impl LocalState {
    fn new(query_timeout: Duration) -> Self {
        Self {
            query_timeout,
            browsing: HashMap::new(),
            resolving: HashMap::new(),
            lookups: HashMap::new(),
            browses: HashMap::new(),
            resolved: BTreeMap::new(),
            hosts: HashMap::new(),
            unused: Vec::new(),
            events: VecDeque::new(),
        }
    }

    /// Adds a user to the subscription of `topic`. Returns `false` if there is none yet.
    fn retain(&mut self, topic: &Topic) -> bool {
        let users = match topic {
            Topic::Browse(ty_domain) => self.browsing.get_mut(ty_domain).map(|s| &mut s.users),
            Topic::Host(host) => self.resolving.get_mut(host).map(|s| &mut s.users),
        };
        match users {
            Some(users) => {
                *users += 1;
                true
            }
            None => false,
        }
    }

    fn release(&mut self, topic: Topic) {
        let remaining = match &topic {
            Topic::Browse(ty_domain) => drop_user(&mut self.browsing, ty_domain),
            Topic::Host(host) => drop_user(&mut self.resolving, host),
        };
        if remaining == Some(0) {
            self.unused.push(topic);
        }
    }

    fn start_lookup(&mut self, id: LookupId, query: &Query, kind: LocalQuery, now: Instant) {
        let deadline = if query.long_lived {
            None
        } else {
            Some(now + self.query_timeout)
        };
        self.lookups.insert(
            id,
            Lookup {
                query: query.clone(),
                kind,
                deadline,
                reported: Vec::new(),
            },
        );
        self.answer_from_cache(id);
    }

    fn finish_lookup(&mut self, id: LookupId) {
        if let Some(lookup) = self.lookups.remove(&id) {
            self.release(lookup.kind.topic());
        }
    }

    fn stop_lookup(&mut self, id: LookupId) {
        self.finish_lookup(id);
        self.events.retain(|event| event.id() != id);
    }

    /// Starts reporting the instances of `ty_domain`, beginning with those resolved before.
    fn start_browse(&mut self, id: LookupId, ty_domain: &str) {
        let mut announced = HashSet::new();
        for info in self
            .resolved
            .values()
            .filter(|info| info.get_type().eq_ignore_ascii_case(ty_domain))
        {
            if let Some(instance) = instance_from_info(info) {
                announced.insert(info.get_fullname().to_ascii_lowercase());
                self.events
                    .push_back(ProviderEvent::BrowseAvailable(id, instance));
            }
        }
        self.browses.insert(
            id,
            Browse {
                ty_domain: ty_domain.to_ascii_lowercase(),
                announced,
            },
        );
    }

    fn stop_browse(&mut self, id: LookupId) {
        if let Some(browse) = self.browses.remove(&id) {
            self.release(Topic::Browse(browse.ty_domain));
        }
        self.events.retain(|event| event.id() != id);
    }

    /// Delivers the `records` lookup `id` was not told about yet, finishing it if it is a
    /// one-shot lookup.
    fn answer(&mut self, id: LookupId, records: Vec<NameRecord>) {
        let lookup = match self.lookups.get_mut(&id) {
            Some(lookup) => lookup,
            None => return,
        };
        let fresh: Vec<_> = records
            .into_iter()
            .filter(|record| !lookup.reported.contains(record))
            .collect();
        if fresh.is_empty() {
            return;
        }

        let long_lived = lookup.query.long_lived;
        if long_lived {
            lookup.reported.extend(fresh.iter().cloned());
        }
        self.events
            .push_back(ProviderEvent::ResolveResults(id, fresh));
        if !long_lived {
            self.finish_lookup(id);
        }
    }

    /// Tells a long-lived lookup that `records` it got before are gone, as TTL 0 records.
    fn retract(&mut self, id: LookupId, records: Vec<NameRecord>) {
        let lookup = match self.lookups.get_mut(&id) {
            Some(lookup) => lookup,
            None => return,
        };
        let mut withdrawn = Vec::new();
        for mut record in records {
            if let Some(pos) = lookup.reported.iter().position(|r| *r == record) {
                lookup.reported.remove(pos);
                record.set_ttl(0);
                withdrawn.push(record);
            }
        }
        if !withdrawn.is_empty() {
            self.events
                .push_back(ProviderEvent::ResolveResults(id, withdrawn));
        }
    }

    /// Answers from instances and host addresses learned earlier.
    fn answer_from_cache(&mut self, id: LookupId) {
        let lookup = match self.lookups.get(&id) {
            Some(lookup) => lookup,
            None => return,
        };
        let mut records = Vec::new();
        for info in self.resolved.values() {
            for record in records_for(&lookup.kind, lookup.query.rtype, info) {
                if !records.contains(&record) {
                    records.push(record);
                }
            }
        }
        if let LocalQuery::Host(host) = &lookup.kind {
            if let Some(addresses) = self.hosts.get(&host.to_ascii_lowercase()) {
                for record in host_records(host, lookup.query.rtype, addresses.iter().copied()) {
                    if !records.contains(&record) {
                        records.push(record);
                    }
                }
            }
        }
        self.answer(id, records);
    }

    fn answer_all(&mut self) {
        let ids: Vec<_> = self.lookups.keys().copied().collect();
        for id in ids {
            self.answer_from_cache(id);
        }
    }

    fn handle_service_event(&mut self, ty_domain: &str, event: ServiceEvent) {
        match event {
            ServiceEvent::ServiceFound(_, fullname) => {
                let found: Vec<_> = self
                    .lookups
                    .iter()
                    .filter_map(|(id, lookup)| match &lookup.kind {
                        LocalQuery::ServiceType(owner) if owner.eq_ignore_ascii_case(ty_domain) => {
                            Some((*id, ptr_record(owner, &fullname, OTHER_TTL)))
                        }
                        _ => None,
                    })
                    .collect();
                for (id, record) in found {
                    self.answer(id, vec![record]);
                }
            }
            ServiceEvent::ServiceResolved(info) => {
                trace!("Resolved {}", info.get_fullname());
                let key = info.get_fullname().to_ascii_lowercase();
                let instance = instance_from_info(&info);
                self.resolved.insert(key.clone(), info);

                // the daemon resolves an instance again on every update and on every interface
                if let Some(instance) = instance {
                    for (id, browse) in self
                        .browses
                        .iter_mut()
                        .filter(|(_, browse)| browse.ty_domain.eq_ignore_ascii_case(ty_domain))
                    {
                        if browse.announced.insert(key.clone()) {
                            self.events
                                .push_back(ProviderEvent::BrowseAvailable(*id, instance.clone()));
                        }
                    }
                }
                self.answer_all();
            }
            ServiceEvent::ServiceRemoved(_, fullname) => {
                trace!("Removed {}", fullname);
                let key = fullname.to_ascii_lowercase();
                let info = self.resolved.remove(&key);
                let instance = info.as_ref().and_then(instance_from_info).or_else(|| {
                    split_instance_name(&fullname).map(|(instance, ty, domain)| {
                        ServiceInstance::new(instance, ty, domain, BTreeMap::new())
                    })
                });

                if let Some(instance) = instance {
                    for (id, browse) in self
                        .browses
                        .iter_mut()
                        .filter(|(_, browse)| browse.ty_domain.eq_ignore_ascii_case(ty_domain))
                    {
                        if browse.announced.remove(&key) {
                            self.events
                                .push_back(ProviderEvent::BrowseUnavailable(*id, instance.clone()));
                        }
                    }
                }

                // long-lived lookups learn about the removal as TTL 0 records; the host of the
                // instance may well still be there, so addresses stay
                let mut gone = Vec::new();
                for (id, lookup) in self.lookups.iter().filter(|(_, l)| l.query.long_lived) {
                    let records = match &lookup.kind {
                        LocalQuery::ServiceType(owner) if owner.eq_ignore_ascii_case(ty_domain) => {
                            vec![ptr_record(owner, &fullname, OTHER_TTL)]
                        }
                        LocalQuery::Instance { .. } => info
                            .as_ref()
                            .map(|info| records_for(&lookup.kind, lookup.query.rtype, info))
                            .unwrap_or_default(),
                        _ => continue,
                    };
                    gone.push((*id, records));
                }
                for (id, records) in gone {
                    self.retract(id, records);
                }
            }
            other => trace!("Ignoring daemon event for {}: {:?}", ty_domain, other),
        }
    }

    fn handle_host_event(&mut self, event: HostnameResolutionEvent) {
        match event {
            HostnameResolutionEvent::AddressesFound(host, addresses) => {
                trace!("Addresses of {}: {:?}", host, addresses);
                self.hosts
                    .entry(host.to_ascii_lowercase())
                    .or_default()
                    .extend(addresses);
                self.answer_all();
            }
            HostnameResolutionEvent::AddressesRemoved(host, addresses) => {
                trace!("Addresses of {} removed: {:?}", host, addresses);
                let key = host.to_ascii_lowercase();
                if let Some(known) = self.hosts.get_mut(&key) {
                    known.retain(|address| !addresses.contains(address));
                }
                let gone: Vec<_> = self
                    .lookups
                    .iter()
                    .filter(|(_, l)| l.query.long_lived)
                    .filter_map(|(id, lookup)| match &lookup.kind {
                        LocalQuery::Host(name) if name.eq_ignore_ascii_case(&key) => Some((
                            *id,
                            host_records(name, lookup.query.rtype, addresses.iter().copied()),
                        )),
                        _ => None,
                    })
                    .collect();
                for (id, records) in gone {
                    self.retract(id, records);
                }
            }
            other => trace!("Ignoring daemon event: {:?}", other),
        }
    }

    /// Drains the daemon's receivers.
    fn receive(&mut self) {
        let mut services = Vec::new();
        for (ty_domain, subscription) in &self.browsing {
            services.extend(
                subscription
                    .receiver
                    .try_iter()
                    .map(|event| (ty_domain.clone(), event)),
            );
        }
        let hosts: Vec<_> = self
            .resolving
            .values()
            .flat_map(|subscription| subscription.receiver.try_iter())
            .collect();

        for (ty_domain, event) in services {
            self.handle_service_event(&ty_domain, event);
        }
        for event in hosts {
            self.handle_host_event(event);
        }
    }

    /// Fails the one-shot lookups whose deadline passed.
    fn expire(&mut self, now: Instant) {
        let expired: Vec<_> = self
            .lookups
            .iter()
            .filter(|(_, l)| l.deadline.map_or(false, |deadline| deadline <= now))
            .map(|(id, _)| *id)
            .collect();
        for id in expired {
            debug!("Local lookup {} got no answer in time.", id);
            self.finish_lookup(id);
            self.events
                .push_back(ProviderEvent::ResolveError(id, ResolverError::NoName));
        }
    }

    fn process(&mut self, now: Instant) {
        self.receive();
        self.expire(now);
    }
}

○ ○ ○ ○ ○ ○ ○

Each line of the data that holds "browsing" should be copied.

            browsing: HashMap::new(),
            Topic::Browse(ty_domain) => self.browsing.get_mut(ty_domain).map(|s| &mut s.users),
            Topic::Browse(ty_domain) => drop_user(&mut self.browsing, ty_domain),
        for (ty_domain, subscription) in &self.browsing {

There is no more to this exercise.